A Secret Place
An early morning walk in Flimby Woods on a fine early summer morning is a glimpse of all that is most wonderful - and threatened - in the English countryside. The wood is a haven to many woodland plants, to red squirrels and deer. But this idyllic scene has a secret: here be ghosts. For hundreds of years, this woodland was part of the great mining area of the West Cumbria coast, with big centres at Maryport, Workington and Maryport.
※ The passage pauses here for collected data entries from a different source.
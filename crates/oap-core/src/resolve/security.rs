use super::ResolutionContext;
use crate::content::{non_empty, single_choice};
use crate::error::ResolveError;
use crate::openapi::security::{ApiKeyLocation, SecurityScheme, SecuritySchemeType};
use crate::rich_text::LabelMode;

impl ResolutionContext<'_> {
    /// Resolve a security scheme item into its component name and body.
    pub fn security_scheme(&mut self, codename: &str) -> Result<(String, SecurityScheme), ResolveError> {
        let graph = self.graph;
        let item = graph.security_scheme(codename)?;
        let name = non_empty(&item.name).unwrap_or_else(|| codename.to_string());

        let scheme_type = single_choice(&item.scheme_type)
            .and_then(SecuritySchemeType::parse)
            .ok_or_else(|| ResolveError::InvalidFieldValue {
                codename: codename.to_string(),
                field: "type",
                value: item.scheme_type.join(","),
            })?;
        let location = match single_choice(&item.api_key_location) {
            Some(value) => Some(ApiKeyLocation::parse(value).ok_or_else(|| {
                ResolveError::InvalidFieldValue {
                    codename: codename.to_string(),
                    field: "apiKeyLocation",
                    value: value.to_string(),
                }
            })?),
            None => None,
        };

        let scheme = SecurityScheme {
            scheme_type,
            description: self.describe(&item.description, LabelMode::CalloutsOnly)?,
            name: non_empty(&item.api_key_name),
            location,
            scheme: non_empty(&item.scheme),
            bearer_format: non_empty(&item.bearer_format),
        };
        Ok((name, scheme))
    }
}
The relics and ruins of its undustrial past are all around:the great blackened walls of the engine house which once pulled rail trucks up and down to the coastal depot; the mine-shafts, only recently fenced in; the little gravel quarries which provided the gravel for the rail tracks.
Flimby Woods hold twenty years-worth of memories for me: Bruno the yellow labrador flinging himself into every muddy pond and pool, including the big one still known as 'Bruie's Pool'; the Springer spaniels racing through the undergrowth in pursuit of rabbits - or anything that moved; Charlie, the elder Springer, wagging frantically as he proudly 'retrieved' a duck's egg, carried so gently in his mouth - then dropping it; the German pointer, Hunter, pointing out to me, very quietly and discreetly, the baby owl trapped by a wing in some undergrowth and needing rescue; Hunter pulling me over on an icy Christmas morning when I broke my wrist and was lucky to be rescued by a fellow-dog-walker; looking for primroses every spring in remote places.